• [What you should do] In the listing below, find the line containing "the meters-per-unit factor." and the line containing "altitude in meters.". Repeat exactly those two lines and every line between them, nothing more.

• • • • • • •

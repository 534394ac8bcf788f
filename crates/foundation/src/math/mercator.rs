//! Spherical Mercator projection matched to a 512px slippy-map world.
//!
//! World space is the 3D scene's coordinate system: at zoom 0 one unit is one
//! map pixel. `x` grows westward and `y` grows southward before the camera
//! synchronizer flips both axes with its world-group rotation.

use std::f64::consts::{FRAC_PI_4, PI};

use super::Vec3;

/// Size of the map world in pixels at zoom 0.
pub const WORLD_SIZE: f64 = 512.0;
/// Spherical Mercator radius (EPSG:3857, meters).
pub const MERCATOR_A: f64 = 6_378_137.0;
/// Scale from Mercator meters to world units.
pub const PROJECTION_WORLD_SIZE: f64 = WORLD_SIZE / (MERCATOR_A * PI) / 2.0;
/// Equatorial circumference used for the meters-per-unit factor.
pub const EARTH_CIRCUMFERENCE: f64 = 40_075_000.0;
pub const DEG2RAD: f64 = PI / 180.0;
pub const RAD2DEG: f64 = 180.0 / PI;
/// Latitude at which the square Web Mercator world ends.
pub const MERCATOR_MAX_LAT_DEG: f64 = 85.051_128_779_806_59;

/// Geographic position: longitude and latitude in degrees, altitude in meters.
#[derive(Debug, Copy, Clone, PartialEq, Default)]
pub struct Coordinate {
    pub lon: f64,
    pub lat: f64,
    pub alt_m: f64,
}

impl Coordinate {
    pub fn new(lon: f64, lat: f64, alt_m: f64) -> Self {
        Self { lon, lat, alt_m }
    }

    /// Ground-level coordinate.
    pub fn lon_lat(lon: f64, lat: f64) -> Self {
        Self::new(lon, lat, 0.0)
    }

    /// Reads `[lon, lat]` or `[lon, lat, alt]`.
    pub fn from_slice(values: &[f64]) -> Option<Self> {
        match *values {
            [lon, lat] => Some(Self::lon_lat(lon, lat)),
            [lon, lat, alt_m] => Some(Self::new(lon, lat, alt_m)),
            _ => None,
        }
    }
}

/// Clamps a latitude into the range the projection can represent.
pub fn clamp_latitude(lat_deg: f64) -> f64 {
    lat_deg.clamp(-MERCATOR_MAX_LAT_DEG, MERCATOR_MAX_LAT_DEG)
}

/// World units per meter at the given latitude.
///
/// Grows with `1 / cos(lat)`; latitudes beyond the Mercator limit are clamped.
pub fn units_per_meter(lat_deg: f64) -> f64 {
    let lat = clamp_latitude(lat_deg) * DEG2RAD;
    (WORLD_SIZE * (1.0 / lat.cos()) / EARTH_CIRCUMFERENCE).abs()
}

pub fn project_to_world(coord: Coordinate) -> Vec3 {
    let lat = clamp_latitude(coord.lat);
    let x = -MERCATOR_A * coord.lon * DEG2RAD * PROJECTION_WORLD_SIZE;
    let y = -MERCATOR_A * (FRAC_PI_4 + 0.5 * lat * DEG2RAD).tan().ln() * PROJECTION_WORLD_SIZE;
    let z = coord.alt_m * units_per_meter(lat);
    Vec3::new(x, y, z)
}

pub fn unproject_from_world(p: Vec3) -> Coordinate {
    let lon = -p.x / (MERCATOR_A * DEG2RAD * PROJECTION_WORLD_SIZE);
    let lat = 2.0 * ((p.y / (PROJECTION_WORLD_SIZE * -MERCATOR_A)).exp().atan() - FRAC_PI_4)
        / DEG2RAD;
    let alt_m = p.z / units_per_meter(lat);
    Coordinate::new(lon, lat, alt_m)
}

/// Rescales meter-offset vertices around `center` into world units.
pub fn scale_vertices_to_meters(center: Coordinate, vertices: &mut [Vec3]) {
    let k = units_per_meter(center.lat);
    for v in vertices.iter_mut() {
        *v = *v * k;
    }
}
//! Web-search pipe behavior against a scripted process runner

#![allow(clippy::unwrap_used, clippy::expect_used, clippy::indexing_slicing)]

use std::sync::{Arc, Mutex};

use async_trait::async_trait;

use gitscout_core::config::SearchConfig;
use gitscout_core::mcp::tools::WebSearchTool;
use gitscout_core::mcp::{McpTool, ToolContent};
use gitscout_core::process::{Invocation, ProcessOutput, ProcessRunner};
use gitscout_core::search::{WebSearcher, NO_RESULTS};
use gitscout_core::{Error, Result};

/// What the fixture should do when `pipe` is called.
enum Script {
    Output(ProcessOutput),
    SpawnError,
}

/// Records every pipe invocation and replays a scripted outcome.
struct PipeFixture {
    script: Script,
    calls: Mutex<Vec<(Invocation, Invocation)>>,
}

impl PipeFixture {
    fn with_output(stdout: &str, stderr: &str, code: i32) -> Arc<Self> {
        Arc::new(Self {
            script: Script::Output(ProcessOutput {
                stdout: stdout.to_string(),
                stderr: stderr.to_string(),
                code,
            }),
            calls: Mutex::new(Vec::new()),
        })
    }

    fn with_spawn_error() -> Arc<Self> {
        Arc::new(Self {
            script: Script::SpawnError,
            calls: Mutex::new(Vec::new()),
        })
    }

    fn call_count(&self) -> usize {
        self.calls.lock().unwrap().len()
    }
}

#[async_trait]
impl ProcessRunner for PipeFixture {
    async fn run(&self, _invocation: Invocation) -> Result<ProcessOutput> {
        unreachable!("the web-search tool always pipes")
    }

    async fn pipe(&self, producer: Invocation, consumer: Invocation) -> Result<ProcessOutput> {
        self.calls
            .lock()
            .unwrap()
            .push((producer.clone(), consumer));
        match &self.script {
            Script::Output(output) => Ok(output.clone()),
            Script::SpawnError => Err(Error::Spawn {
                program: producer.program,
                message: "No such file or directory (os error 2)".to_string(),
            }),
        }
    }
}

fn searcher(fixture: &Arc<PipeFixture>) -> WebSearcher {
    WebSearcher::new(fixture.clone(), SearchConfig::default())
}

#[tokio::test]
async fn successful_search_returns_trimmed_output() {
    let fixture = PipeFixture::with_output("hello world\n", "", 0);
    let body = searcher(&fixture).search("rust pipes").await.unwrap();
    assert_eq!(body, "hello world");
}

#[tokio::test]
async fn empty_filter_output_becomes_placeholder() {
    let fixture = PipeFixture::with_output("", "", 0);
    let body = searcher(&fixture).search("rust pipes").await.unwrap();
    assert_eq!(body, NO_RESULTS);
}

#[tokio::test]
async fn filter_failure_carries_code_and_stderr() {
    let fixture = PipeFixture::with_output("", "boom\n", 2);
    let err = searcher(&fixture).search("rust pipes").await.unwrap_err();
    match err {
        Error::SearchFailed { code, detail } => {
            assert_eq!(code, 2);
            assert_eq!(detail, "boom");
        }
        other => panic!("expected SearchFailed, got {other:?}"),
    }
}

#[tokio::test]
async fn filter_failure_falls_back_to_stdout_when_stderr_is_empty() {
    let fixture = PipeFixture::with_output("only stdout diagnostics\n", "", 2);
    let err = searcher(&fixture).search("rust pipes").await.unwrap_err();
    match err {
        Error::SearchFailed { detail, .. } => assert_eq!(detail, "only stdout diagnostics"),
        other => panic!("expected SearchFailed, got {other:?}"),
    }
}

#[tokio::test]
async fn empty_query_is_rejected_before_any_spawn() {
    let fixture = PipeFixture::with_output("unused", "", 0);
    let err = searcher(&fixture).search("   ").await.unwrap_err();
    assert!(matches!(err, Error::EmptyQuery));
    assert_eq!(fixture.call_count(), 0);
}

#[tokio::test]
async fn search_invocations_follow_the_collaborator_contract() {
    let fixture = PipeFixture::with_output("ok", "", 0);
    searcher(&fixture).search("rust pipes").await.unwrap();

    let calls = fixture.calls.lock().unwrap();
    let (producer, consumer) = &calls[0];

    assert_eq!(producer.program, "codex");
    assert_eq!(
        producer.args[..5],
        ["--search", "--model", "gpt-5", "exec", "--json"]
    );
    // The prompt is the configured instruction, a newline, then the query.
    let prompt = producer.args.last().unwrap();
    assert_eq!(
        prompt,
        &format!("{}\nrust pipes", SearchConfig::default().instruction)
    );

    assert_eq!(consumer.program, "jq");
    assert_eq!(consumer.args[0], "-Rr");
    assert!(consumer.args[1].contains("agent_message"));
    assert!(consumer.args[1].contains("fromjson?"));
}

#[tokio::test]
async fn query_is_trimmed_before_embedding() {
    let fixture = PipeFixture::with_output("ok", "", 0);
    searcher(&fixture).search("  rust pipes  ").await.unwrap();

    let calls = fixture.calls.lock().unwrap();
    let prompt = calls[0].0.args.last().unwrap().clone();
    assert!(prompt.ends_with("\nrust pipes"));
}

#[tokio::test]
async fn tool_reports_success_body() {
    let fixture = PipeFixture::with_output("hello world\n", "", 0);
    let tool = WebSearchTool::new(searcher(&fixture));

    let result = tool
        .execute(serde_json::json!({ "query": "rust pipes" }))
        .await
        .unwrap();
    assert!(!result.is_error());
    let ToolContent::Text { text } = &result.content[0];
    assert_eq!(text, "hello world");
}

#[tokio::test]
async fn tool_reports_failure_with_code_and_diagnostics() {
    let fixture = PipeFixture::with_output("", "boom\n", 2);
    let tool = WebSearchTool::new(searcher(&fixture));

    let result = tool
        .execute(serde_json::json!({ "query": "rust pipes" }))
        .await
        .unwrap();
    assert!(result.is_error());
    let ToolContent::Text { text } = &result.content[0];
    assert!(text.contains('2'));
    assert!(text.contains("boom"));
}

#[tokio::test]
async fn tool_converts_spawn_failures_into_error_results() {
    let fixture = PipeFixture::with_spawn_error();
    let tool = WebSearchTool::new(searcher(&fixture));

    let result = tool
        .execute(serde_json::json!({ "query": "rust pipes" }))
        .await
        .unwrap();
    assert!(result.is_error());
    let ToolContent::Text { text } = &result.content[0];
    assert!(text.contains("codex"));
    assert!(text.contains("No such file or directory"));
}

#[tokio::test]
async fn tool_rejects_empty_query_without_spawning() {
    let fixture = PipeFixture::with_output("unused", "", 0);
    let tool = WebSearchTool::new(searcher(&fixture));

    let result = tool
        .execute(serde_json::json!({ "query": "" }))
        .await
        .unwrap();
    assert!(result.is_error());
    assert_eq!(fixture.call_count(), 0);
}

• • • • • • •

• [Written answer]
/// Equatorial circumference used for the meters-per-unit factor.
pub const EARTH_CIRCUMFERENCE: f64 = 40_075_000.0;
pub const DEG2RAD: f64 = PI / 180.0;
pub const RAD2DEG: f64 = 180.0 / PI;
/// Latitude at which the square Web Mercator world ends.
pub const MERCATOR_MAX_LAT_DEG: f64 = 85.051_128_779_806_59;

/// Geographic position: longitude and latitude in degrees, altitude in meters.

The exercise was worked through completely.